Question

A particle of mass 4 kg moves simple harmonically such that its PE (U) varies with position x, as shown. The period of oscillation is

A. \[\dfrac{{2\pi }}{{25}}\,{\text{s}}\]
B. \[\dfrac{{\pi \sqrt 2 }}{5}\,{\text{s}}\]
C. \[\dfrac{{4\pi }}{5}\,{\text{s}}\]
D. \[\dfrac{{2\pi \sqrt 2 }}{5}\,{\text{s}}\]

Answer 1

Hint: Recall the formula for potential energy of the particle performing SHM. Then calculate the value of force constant from the potential energy of the particle. Use the formula for the period of the particle in SHM and substitute the value of mass and force constant.

Formula used:
Potential energy, \[U = \dfrac{1}{2}k{x^2}\]
Here, k is the force constant and x is the position of the particle from the mean position.
Period, \[T = 2\pi \sqrt {\dfrac{m}{k}} \]
Here, m is the mass of the particle.

Complete Step by Step Answer:
We have given that the mass of the particle performing harmonic motion is \[m = 4\,{\text{kg}}\], the potential energy of the particle is \[U = 1.0\,{\text{J}}\] and the position of the particle from the mean position is \[x = 0.2\,{\text{m}}\]. We can express the potential energy of the particle performing harmonic motion as,
\[U = \dfrac{1}{2}k{x^2}\]
Here, k is the force constant and x is the position of the particle from the mean position.
Rearranging the above equation for k, we get,
\[k = \dfrac{{2U}}{{{x^2}}}\]
Substituting \[U = 1.0\,{\text{J}}\] and \[x = 0.2\,{\text{m}}\] in the above equation, we get,
\[k = \dfrac{{2\left( 1 \right)}}{{{{\left( {0.2} \right)}^2}}}\]
\[ \Rightarrow k = 50\,{\text{N/m}}\]

We have the expression for the period of the particle performing harmonic motion,
\[T = 2\pi \sqrt {\dfrac{m}{k}} \]
Here, m is the mass of the particle.
Substituting \[m = 4\,{\text{kg}}\] and \[k = 50\,{\text{N/m}}\] in the above equation, we get,
\[T = 2\pi \sqrt {\dfrac{4}{{50}}} \]
\[ \Rightarrow T = 2\pi \sqrt {\dfrac{2}{{25}}} \]
\[ \therefore T = \dfrac{{2\pi \sqrt 2 }}{5}\,{\text{s}}\]

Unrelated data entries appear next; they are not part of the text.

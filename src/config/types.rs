//! Configuration types and CLI options.
//!
//! This module defines enums and structs used for command-line argument
//! parsing and configuration.

use std::path::PathBuf;

use clap::{Parser, ValueEnum};

use crate::config::constants::{
    DB_PATH, DEFAULT_HISTORY_LIMIT, DEFAULT_ORIGIN, DEFAULT_USER_AGENT, VENDOR_CALL_TIMEOUT,
};

/// Logging level for the application.
///
/// Controls the verbosity of log output, from most restrictive (Error) to
/// most verbose (Trace).
#[derive(Clone, Debug, ValueEnum)]
pub enum LogLevel {
    /// Only error messages
    Error,
    /// Error and warning messages
    Warn,
    /// Error, warning, and informational messages
    Info,
    /// All messages except trace
    Debug,
    /// All messages including trace
    Trace,
}

impl From<LogLevel> for log::LevelFilter {
    fn from(l: LogLevel) -> Self {
        match l {
            LogLevel::Error => log::LevelFilter::Error,
            LogLevel::Warn => log::LevelFilter::Warn,
            LogLevel::Info => log::LevelFilter::Info,
            LogLevel::Debug => log::LevelFilter::Debug,
            LogLevel::Trace => log::LevelFilter::Trace,
        }
    }
}

/// Log output format.
///
/// Controls how log messages are formatted:
/// - `Plain`: Human-readable format with colors (default)
/// - `Json`: Structured JSON format for machine parsing
#[derive(Clone, Debug, ValueEnum)]
pub enum LogFormat {
    /// Human-readable format with colors (default)
    Plain,
    /// Structured JSON format for machine parsing
    Json,
}

/// Engine and CLI configuration.
///
/// Doubles as the clap argument definition for the binary and the
/// configuration struct consumed by the library; construct it
/// programmatically for library usage.
///
/// # Examples
///
/// ```no_run
/// use offer_mix::Config;
///
/// let config = Config {
///     mix_id: 7,
///     fingerprint: Some("fp-3f9a".to_string()),
///     ..Default::default()
/// };
/// ```
#[derive(Debug, Clone, Parser)]
#[command(
    name = "offer_mix",
    about = "Aggregates offers from a mix's vendor integrations and records the execution audit trail"
)]
pub struct Config {
    /// Mix to aggregate offers for
    #[arg(long, default_value_t = 1)]
    pub mix_id: i64,

    /// Visitor fingerprint identifying the stored profile
    #[arg(long, required_unless_present = "history")]
    pub fingerprint: Option<String>,

    /// Origin label recorded on the execution log
    #[arg(long, default_value = DEFAULT_ORIGIN)]
    pub origin: String,

    /// Database path (SQLite file)
    #[arg(long, default_value = DB_PATH)]
    pub db_path: PathBuf,

    /// Per-vendor-call timeout in seconds
    #[arg(long, default_value_t = VENDOR_CALL_TIMEOUT.as_secs())]
    pub timeout_seconds: u64,

    /// HTTP User-Agent header value for vendor calls
    #[arg(long, default_value = DEFAULT_USER_AGENT)]
    pub user_agent: String,

    /// Webhook URL for best-effort failure alerts (disabled when absent)
    #[arg(long)]
    pub alert_webhook: Option<String>,

    /// Log level
    #[arg(long, value_enum, default_value = "info")]
    pub log_level: LogLevel,

    /// Log format
    #[arg(long, value_enum, default_value = "plain")]
    pub log_format: LogFormat,

    /// Print recent execution history instead of running an aggregation
    #[arg(long)]
    pub history: bool,

    /// Number of runs shown by --history
    #[arg(long, default_value_t = DEFAULT_HISTORY_LIMIT)]
    pub history_limit: usize,
}

impl Default for Config {
    fn default() -> Self {
        Self {
            mix_id: 1,
            fingerprint: None,
            origin: DEFAULT_ORIGIN.to_string(),
            db_path: PathBuf::from(DB_PATH),
            timeout_seconds: VENDOR_CALL_TIMEOUT.as_secs(),
            user_agent: DEFAULT_USER_AGENT.to_string(),
            alert_webhook: None,
            log_level: LogLevel::Info,
            log_format: LogFormat::Plain,
            history: false,
            history_limit: DEFAULT_HISTORY_LIMIT,
        }
    }
}
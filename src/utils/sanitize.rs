//! Utilities for sanitizing and truncating audit snapshots.
//!
//! Removes control characters from error messages and bounds the size of
//! body/header snapshots before they are stored in the call log.

use crate::config::{MAX_BODY_SNAPSHOT_BYTES, MAX_ERROR_MESSAGE_LENGTH, MAX_HEADER_VALUE_LENGTH};

/// Sanitizes an error message by removing control characters.
///
/// Control characters (0x00-0x1F, except newline/tab/carriage return) can
/// cause issues when stored in databases or displayed in logs.
fn sanitize_error_message(message: &str) -> String {
    message
        .chars()
        .filter(|c| {
            let code = *c as u32;
            code >= 0x20 // Printable ASCII starts at 0x20 (space)
                || code == 0x09 // Tab
                || code == 0x0A // Newline
                || code == 0x0D // Carriage return
        })
        .collect()
}

/// Sanitizes and truncates an error message to `MAX_ERROR_MESSAGE_LENGTH`,
/// appending a truncation indicator when the message was cut.
pub fn sanitize_and_truncate_error_message(message: &str) -> String {
    let sanitized = sanitize_error_message(message);

    if sanitized.len() > MAX_ERROR_MESSAGE_LENGTH {
        let truncate_len = MAX_ERROR_MESSAGE_LENGTH.saturating_sub(50);
        let truncate_len = floor_char_boundary(&sanitized, truncate_len);
        format!(
            "{}... (truncated, original length: {} chars)",
            &sanitized[..truncate_len],
            sanitized.len()
        )
    } else {
        sanitized
    }
}

/// Truncates a request/response body snapshot to
/// `MAX_BODY_SNAPSHOT_BYTES`, appending a note with the original length.
pub fn truncate_snapshot(body: &str) -> String {
    if body.len() <= MAX_BODY_SNAPSHOT_BYTES {
        return body.to_string();
    }
    let truncate_len = floor_char_boundary(body, MAX_BODY_SNAPSHOT_BYTES);
    format!(
        "{}... (truncated, original length: {} bytes)",
        &body[..truncate_len],
        body.len()
    )
}

/// Serializes a header list to JSON text for storage, truncating oversized
/// values to `MAX_HEADER_VALUE_LENGTH`.
pub fn serialize_headers(headers: &[(String, String)]) -> String {
    let bounded: Vec<(&str, &str)> = headers
        .iter()
        .map(|(name, value)| {
            let cut = floor_char_boundary(value, MAX_HEADER_VALUE_LENGTH);
            (name.as_str(), &value[..cut])
        })
        .collect();
    serde_json::to_string(&bounded).unwrap_or_else(|_| "[]".to_string())
}

/// Largest index `<= max` that falls on a UTF-8 character boundary.
fn floor_char_boundary(s: &str, max: usize) -> usize {
    if max >= s.len() {
        return s.len();
    }
    let mut index = max;
    while index > 0 && !s.is_char_boundary(index) {
        index -= 1;
    }
    index
}
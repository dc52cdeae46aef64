//! Domain types for vendor integrations and visitor profiles.
//!
//! An [`Integration`] is pure data: endpoint environments, a token mapping
//! config for building requests, and a parser config for reading responses.
//! Vendor behavior varies entirely by this stored configuration: there are
//! no per-vendor code paths anywhere in the engine.

use std::collections::BTreeMap;

use serde::{Deserialize, Serialize};
use serde_json::Value;

/// Environment name consumed by the engine. Integrations may carry other
/// environments (staging, sandbox); only this one is dispatched.
pub const PRODUCTION_ENVIRONMENT: &str = "production";

/// One target endpoint of a vendor integration.
#[derive(Debug, Clone, Serialize, Deserialize)]
pub struct Environment {
    /// Environment name (e.g., "production", "staging").
    pub name: String,
    /// Target URL for vendor calls.
    pub url: String,
    /// HTTP method (defaults to POST, the common case for offer vendors).
    #[serde(default = "default_method")]
    pub method: String,
    /// Header set sent with every call. Values may contain `{token}`
    /// placeholders and are rendered like the body template.
    #[serde(default)]
    pub headers: BTreeMap<String, String>,
    /// Request body template containing `{token}` placeholders.
    #[serde(default)]
    pub body_template: String,
}

fn default_method() -> String {
    "POST".to_string()
}

/// Per-token mapping entry of a [`RequestMappingConfig`].
#[derive(Debug, Clone, Default, Serialize, Deserialize)]
pub struct TokenMapping {
    /// Value used when the visitor profile has no field for the token.
    #[serde(default)]
    pub default_value: Option<String>,
    /// Exact-match lookup table overriding the resolved value before
    /// substitution (e.g., mapping internal state codes to vendor codes).
    #[serde(default)]
    pub value_mapping: BTreeMap<String, String>,
}

/// Mapping from token name to its resolution rules.
#[derive(Debug, Clone, Default, Serialize, Deserialize)]
#[serde(transparent)]
pub struct RequestMappingConfig {
    /// Token name → resolution rules.
    pub tokens: BTreeMap<String, TokenMapping>,
}

/// Declarative response extraction rules for one vendor.
#[derive(Debug, Clone, Serialize, Deserialize)]
pub struct ResponseParserConfig {
    /// Path expression locating the array of offers inside the vendor's
    /// JSON body (e.g., "data.items").
    pub offer_list_path: String,
    /// Output-field name → path expression evaluated against each offer
    /// element.
    #[serde(default)]
    pub mapping: BTreeMap<String, String>,
}

/// One vendor's configuration: endpoints, request mapping, parsing rules.
///
/// Loaded as a read-only snapshot for the duration of one aggregation run.
#[derive(Debug, Clone)]
pub struct Integration {
    /// Integration row id.
    pub id: i64,
    /// Human-readable vendor name (for logs and alerts).
    pub name: String,
    /// Inactive integrations are never loaded by the config store.
    pub active: bool,
    /// All configured environments for this vendor.
    pub environments: Vec<Environment>,
    /// Token resolution rules for request construction.
    pub request_mapping: RequestMappingConfig,
    /// Extraction rules for the vendor's response.
    pub response_parser: ResponseParserConfig,
}

impl Integration {
    /// Returns the single environment named "production", or `None` when the
    /// integration has zero or more than one: such integrations are skipped
    /// by the engine rather than treated as errors.
    pub fn production_environment(&self) -> Option<&Environment> {
        let mut production = self
            .environments
            .iter()
            .filter(|env| env.name == PRODUCTION_ENVIRONMENT);
        match (production.next(), production.next()) {
            (Some(env), None) => Some(env),
            _ => None,
        }
    }
}

/// A visitor's stored field data, keyed by an opaque fingerprint.
#[derive(Debug, Clone)]
pub struct VisitorProfile {
    /// Opaque identifier correlating the visitor to this profile.
    pub fingerprint: String,
    /// Field name → value. Values may be scalars or composites; composites
    /// are serialized to JSON text when substituted into templates.
    pub fields: serde_json::Map<String, Value>,
}

/// Normalized output unit produced by parsing one vendor response element.
///
/// A flat mapping of output-field name → extracted value with no fixed
/// schema beyond what the [`ResponseParserConfig`] declares. Transient:
/// returned to the caller, never persisted.
pub type OfferRecord = serde_json::Map<String, Value>;
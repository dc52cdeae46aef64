//! offer_mix library: config-driven offer aggregation
//!
//! This library aggregates monetizable offers for a visitor by calling a
//! mix's vendor integrations concurrently, transforming the stored visitor
//! profile into each vendor's request shape, parsing heterogeneous vendor
//! responses into flat offer records, and persisting a full audit trail
//! (one execution log per run, one call log per vendor call) in a SQLite
//! database. Individual vendor failures never fail the whole aggregation.
//!
//! # Example
//!
//! ```no_run
//! use std::sync::Arc;
//! use std::time::Duration;
//!
//! use offer_mix::initialization::init_client;
//! use offer_mix::{
//!     aggregate_offers, init_db_pool, run_migrations, AggregationOutcome, AlertSink, Config,
//!     DispatchStats, EngineContext,
//! };
//!
//! # #[tokio::main]
//! # async fn main() -> Result<(), Box<dyn std::error::Error>> {
//! let config = Config::default();
//! let pool = init_db_pool(&config.db_path).await?;
//! run_migrations(&pool).await?;
//! let client = init_client(&config).await?;
//!
//! let ctx = EngineContext::new(
//!     pool,
//!     Arc::clone(&client),
//!     Arc::new(AlertSink::new(None, client)),
//!     Arc::new(DispatchStats::new()),
//!     Duration::from_secs(config.timeout_seconds),
//!     config.origin.clone(),
//! );
//!
//! match aggregate_offers(&ctx, 1, "fp-3f9a").await {
//!     AggregationOutcome::Aggregated { offers, meta } => {
//!         println!("{} offers in {}ms", meta.total_offers, meta.duration_ms);
//!         drop(offers);
//!     }
//!     other => println!("no offers: {:?}", other.status_code()),
//! }
//! # Ok(())
//! # }
//! ```
//!
//! # Requirements
//!
//! This library requires a Tokio runtime. Use `#[tokio::main]` in your
//! application or ensure you're calling library functions within an async
//! context.

#![warn(missing_docs)]

mod aggregate;
mod alert;
pub mod config;
mod dispatch;
mod error_handling;
mod extract;
pub mod initialization;
mod mapping;
mod models;
mod storage;
mod utils;

// Re-export public API
pub use aggregate::{aggregate_offers, AggregationOutcome, EngineContext, RunMeta};
pub use alert::{AlertSeverity, AlertSink};
pub use config::{Config, LogFormat, LogLevel};
pub use error_handling::{log_dispatch_statistics, DispatchStats};
pub use models::OfferRecord;
pub use storage::{init_db_pool, query_execution_history, run_migrations, ExecutionSummary};
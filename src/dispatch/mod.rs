//! Vendor call preparation and concurrent dispatch.
//!
//! [`prepare_request`] turns an integration's production environment plus a
//! visitor profile into a concrete HTTP request; [`dispatch_all`] issues
//! every prepared request concurrently with a fixed per-call timeout and
//! returns one classified outcome per request. A single call's failure
//! never aborts its siblings.

mod executor;
mod request;

pub use executor::{dispatch_all, CallOutcome, CallStatus};
pub use request::{prepare_request, PreparedRequest};
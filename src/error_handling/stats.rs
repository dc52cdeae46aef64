//! Dispatch statistics tracking.
//!
//! Thread-safe counters for vendor-call failure categories, accumulated at
//! the fan-out join of each run and printed by the CLI after completion.

use std::collections::HashMap;
use std::sync::atomic::{AtomicUsize, Ordering};

use log::info;
use strum::IntoEnumIterator;

use super::types::VendorErrorType;

/// Thread-safe vendor-call failure counters.
///
/// All categories are initialized to zero on creation, so incrementing
/// never allocates. Share across tasks with `Arc`.
pub struct DispatchStats {
    errors: HashMap<VendorErrorType, AtomicUsize>,
}

impl DispatchStats {
    /// Creates a tracker with every category zeroed.
    pub fn new() -> Self {
        let mut errors = HashMap::new();
        for error in VendorErrorType::iter() {
            errors.insert(error, AtomicUsize::new(0));
        }
        DispatchStats { errors }
    }

    /// Increment a failure category counter.
    pub fn increment(&self, error: VendorErrorType) {
        if let Some(counter) = self.errors.get(&error) {
            counter.fetch_add(1, Ordering::Relaxed);
        } else {
            log::error!(
                "Attempted to increment counter for {:?} which is not in the map. \
                 This indicates a bug in DispatchStats initialization.",
                error
            );
        }
    }

    /// Returns the count for one category.
    pub fn count(&self, error: VendorErrorType) -> usize {
        self.errors
            .get(&error)
            .map(|counter| counter.load(Ordering::Relaxed))
            .unwrap_or(0)
    }

    /// Returns all categories with a nonzero count.
    pub fn snapshot(&self) -> Vec<(VendorErrorType, usize)> {
        VendorErrorType::iter()
            .filter_map(|error| {
                let count = self.count(error);
                (count > 0).then_some((error, count))
            })
            .collect()
    }
}

impl Default for DispatchStats {
    fn default() -> Self {
        Self::new()
    }
}

/// Logs a summary of vendor-call failures accumulated during a run.
pub fn log_dispatch_statistics(stats: &DispatchStats) {
    let snapshot = stats.snapshot();
    if snapshot.is_empty() {
        info!("Vendor dispatch statistics: no failures");
        return;
    }
    info!("Vendor dispatch statistics:");
    for (error, count) in snapshot {
        info!("  {}: {}", error.as_str(), count);
    }
}
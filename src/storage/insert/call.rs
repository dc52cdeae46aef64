//! Call log insertion.
//!
//! One row per attempted vendor call, written after the call resolves and
//! never mutated. Body snapshots are truncated here so no caller can bloat
//! the audit tables with an oversized vendor response.

use sqlx::SqlitePool;

use crate::error_handling::DatabaseError;
use crate::storage::models::NewCallLog;
use crate::utils::truncate_snapshot;

/// Inserts one call log row.
pub async fn record_call(pool: &SqlitePool, call: &NewCallLog<'_>) -> Result<(), DatabaseError> {
    let created_at_ms = chrono::Utc::now().timestamp_millis();
    let request_body = truncate_snapshot(call.request_body);
    let response_body = call.response_body.map(truncate_snapshot);

    sqlx::query(
        "INSERT INTO call_logs (execution_id, integration_id, status, http_status, duration_ms,
                                request_method, request_url, request_headers, request_body,
                                response_headers, response_body, error, created_at_ms)
         VALUES (?, ?, ?, ?, ?, ?, ?, ?, ?, ?, ?, ?, ?)",
    )
    .bind(call.execution_id)
    .bind(call.integration_id)
    .bind(call.status)
    .bind(call.http_status)
    .bind(call.duration_ms)
    .bind(call.request_method)
    .bind(call.request_url)
    .bind(call.request_headers)
    .bind(request_body)
    .bind(call.response_headers)
    .bind(response_body)
    .bind(call.error)
    .bind(created_at_ms)
    .execute(pool)
    .await
    .map_err(DatabaseError::SqlError)?;

    Ok(())
}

So, the correct answer is D.

Note:The period of particle in SHM is expressed as, \[T = \dfrac{{2\pi }}{\omega }\]. But since the angular frequency of the particle is \[\omega = \sqrt {\dfrac{k}{m}} \], the period becomes, \[T = 2\pi \sqrt {\dfrac{m}{k}} \]. Note that the mass should be in kilogram and the force constant k should be in N/m. Since both mass and force remain constant, the period remains the same in simple harmonic motion.